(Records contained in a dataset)
· · ·
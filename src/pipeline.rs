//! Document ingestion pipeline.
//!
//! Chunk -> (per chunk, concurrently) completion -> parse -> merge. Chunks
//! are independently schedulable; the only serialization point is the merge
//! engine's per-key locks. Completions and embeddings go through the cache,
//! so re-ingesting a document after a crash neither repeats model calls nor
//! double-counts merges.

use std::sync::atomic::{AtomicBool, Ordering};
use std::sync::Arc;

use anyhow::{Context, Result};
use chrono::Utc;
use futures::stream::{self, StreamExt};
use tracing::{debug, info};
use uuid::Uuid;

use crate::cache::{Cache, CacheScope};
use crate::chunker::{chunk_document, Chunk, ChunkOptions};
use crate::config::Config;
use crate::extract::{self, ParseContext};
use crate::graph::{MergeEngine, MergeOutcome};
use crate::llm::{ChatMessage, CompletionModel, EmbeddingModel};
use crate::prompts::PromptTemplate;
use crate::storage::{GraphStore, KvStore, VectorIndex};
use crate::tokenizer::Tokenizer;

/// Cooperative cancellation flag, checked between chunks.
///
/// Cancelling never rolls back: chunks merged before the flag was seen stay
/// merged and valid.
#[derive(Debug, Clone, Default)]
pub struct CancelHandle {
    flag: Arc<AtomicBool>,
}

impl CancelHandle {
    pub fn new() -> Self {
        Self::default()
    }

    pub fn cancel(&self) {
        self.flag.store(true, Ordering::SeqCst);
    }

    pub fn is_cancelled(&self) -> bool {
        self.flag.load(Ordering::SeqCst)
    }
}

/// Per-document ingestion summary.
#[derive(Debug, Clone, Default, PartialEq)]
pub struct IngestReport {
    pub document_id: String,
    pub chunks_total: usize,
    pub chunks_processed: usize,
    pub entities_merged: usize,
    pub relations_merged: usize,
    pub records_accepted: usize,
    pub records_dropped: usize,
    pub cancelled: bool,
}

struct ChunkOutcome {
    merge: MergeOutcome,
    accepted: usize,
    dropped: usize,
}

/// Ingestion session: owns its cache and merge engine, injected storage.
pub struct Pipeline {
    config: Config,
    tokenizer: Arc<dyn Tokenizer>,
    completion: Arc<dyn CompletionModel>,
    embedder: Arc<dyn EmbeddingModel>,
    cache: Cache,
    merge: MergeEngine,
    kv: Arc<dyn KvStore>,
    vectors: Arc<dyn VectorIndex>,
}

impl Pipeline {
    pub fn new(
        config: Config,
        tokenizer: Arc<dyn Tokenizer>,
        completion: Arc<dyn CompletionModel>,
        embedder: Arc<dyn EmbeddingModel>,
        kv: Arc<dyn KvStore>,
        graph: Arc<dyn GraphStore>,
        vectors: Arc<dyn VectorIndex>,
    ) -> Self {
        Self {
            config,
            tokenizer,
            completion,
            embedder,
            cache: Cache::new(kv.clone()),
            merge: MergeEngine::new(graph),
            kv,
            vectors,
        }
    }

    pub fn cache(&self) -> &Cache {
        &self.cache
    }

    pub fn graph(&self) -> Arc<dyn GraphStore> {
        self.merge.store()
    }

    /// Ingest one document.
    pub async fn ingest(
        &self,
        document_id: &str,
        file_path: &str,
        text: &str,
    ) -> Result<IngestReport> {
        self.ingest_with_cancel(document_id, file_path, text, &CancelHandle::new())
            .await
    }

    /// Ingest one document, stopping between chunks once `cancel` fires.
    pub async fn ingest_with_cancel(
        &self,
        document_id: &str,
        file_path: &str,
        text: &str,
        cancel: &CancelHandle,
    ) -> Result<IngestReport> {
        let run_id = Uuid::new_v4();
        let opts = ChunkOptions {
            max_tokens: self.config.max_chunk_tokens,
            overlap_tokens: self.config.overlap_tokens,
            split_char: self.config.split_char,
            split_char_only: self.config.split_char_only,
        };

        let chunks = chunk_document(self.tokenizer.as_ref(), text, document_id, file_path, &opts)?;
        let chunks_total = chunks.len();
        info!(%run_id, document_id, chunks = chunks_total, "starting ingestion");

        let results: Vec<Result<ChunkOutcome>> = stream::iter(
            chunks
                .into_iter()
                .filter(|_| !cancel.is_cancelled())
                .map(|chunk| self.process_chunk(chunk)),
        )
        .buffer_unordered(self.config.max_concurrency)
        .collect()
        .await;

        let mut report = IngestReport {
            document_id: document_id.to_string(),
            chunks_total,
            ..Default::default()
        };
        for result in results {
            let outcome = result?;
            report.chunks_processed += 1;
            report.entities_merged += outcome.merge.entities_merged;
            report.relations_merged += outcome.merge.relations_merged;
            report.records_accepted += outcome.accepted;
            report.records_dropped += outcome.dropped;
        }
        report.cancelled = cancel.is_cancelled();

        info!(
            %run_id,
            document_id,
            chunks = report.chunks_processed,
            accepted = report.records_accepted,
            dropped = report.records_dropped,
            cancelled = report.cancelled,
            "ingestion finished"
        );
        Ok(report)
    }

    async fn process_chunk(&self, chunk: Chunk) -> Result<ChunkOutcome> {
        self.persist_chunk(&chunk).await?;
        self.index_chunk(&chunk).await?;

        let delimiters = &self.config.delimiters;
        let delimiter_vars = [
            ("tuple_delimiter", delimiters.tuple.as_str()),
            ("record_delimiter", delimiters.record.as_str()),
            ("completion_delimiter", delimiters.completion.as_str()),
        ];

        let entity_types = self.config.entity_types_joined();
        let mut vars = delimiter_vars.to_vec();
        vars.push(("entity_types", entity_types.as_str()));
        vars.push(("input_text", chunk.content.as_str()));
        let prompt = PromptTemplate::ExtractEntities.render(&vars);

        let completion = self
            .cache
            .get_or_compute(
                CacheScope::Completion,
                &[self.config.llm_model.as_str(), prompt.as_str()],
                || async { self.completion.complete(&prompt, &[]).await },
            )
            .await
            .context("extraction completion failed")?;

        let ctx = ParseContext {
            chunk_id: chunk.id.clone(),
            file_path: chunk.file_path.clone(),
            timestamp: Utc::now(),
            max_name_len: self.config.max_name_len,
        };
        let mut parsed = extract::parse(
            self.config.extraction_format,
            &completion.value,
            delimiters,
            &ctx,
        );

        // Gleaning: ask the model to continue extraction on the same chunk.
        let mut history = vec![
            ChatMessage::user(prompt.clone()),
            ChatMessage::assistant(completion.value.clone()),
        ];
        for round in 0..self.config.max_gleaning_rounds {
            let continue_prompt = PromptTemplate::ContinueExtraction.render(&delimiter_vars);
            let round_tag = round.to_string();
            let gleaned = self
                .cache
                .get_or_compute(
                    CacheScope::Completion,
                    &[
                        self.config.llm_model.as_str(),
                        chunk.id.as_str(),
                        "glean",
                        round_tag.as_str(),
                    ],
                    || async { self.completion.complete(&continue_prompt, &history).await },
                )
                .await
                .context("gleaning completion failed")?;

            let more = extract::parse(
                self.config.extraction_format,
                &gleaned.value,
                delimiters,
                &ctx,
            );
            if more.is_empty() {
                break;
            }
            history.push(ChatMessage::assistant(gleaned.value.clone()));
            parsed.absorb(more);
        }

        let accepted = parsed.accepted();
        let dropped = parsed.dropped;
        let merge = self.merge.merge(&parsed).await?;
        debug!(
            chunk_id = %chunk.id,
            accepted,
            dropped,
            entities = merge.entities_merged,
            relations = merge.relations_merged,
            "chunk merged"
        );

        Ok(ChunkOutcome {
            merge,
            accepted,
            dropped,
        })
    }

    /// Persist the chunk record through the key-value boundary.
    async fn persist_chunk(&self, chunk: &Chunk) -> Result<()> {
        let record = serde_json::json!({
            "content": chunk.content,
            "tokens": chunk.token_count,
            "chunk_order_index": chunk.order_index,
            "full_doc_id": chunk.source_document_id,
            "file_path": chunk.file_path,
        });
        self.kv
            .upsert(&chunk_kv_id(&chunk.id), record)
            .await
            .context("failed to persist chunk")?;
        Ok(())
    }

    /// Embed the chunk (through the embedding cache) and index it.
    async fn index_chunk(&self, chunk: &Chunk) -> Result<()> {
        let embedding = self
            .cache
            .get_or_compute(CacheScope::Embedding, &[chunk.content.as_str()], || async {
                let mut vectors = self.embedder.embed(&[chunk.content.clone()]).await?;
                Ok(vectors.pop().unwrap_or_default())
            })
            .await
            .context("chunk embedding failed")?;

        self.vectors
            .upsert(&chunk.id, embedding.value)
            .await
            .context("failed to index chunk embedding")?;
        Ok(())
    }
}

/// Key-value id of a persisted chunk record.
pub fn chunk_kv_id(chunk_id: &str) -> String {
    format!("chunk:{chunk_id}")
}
· · ·
Tell how many lines in the entries above include the string "CacheScope", and write nothing but the number.

## Response
4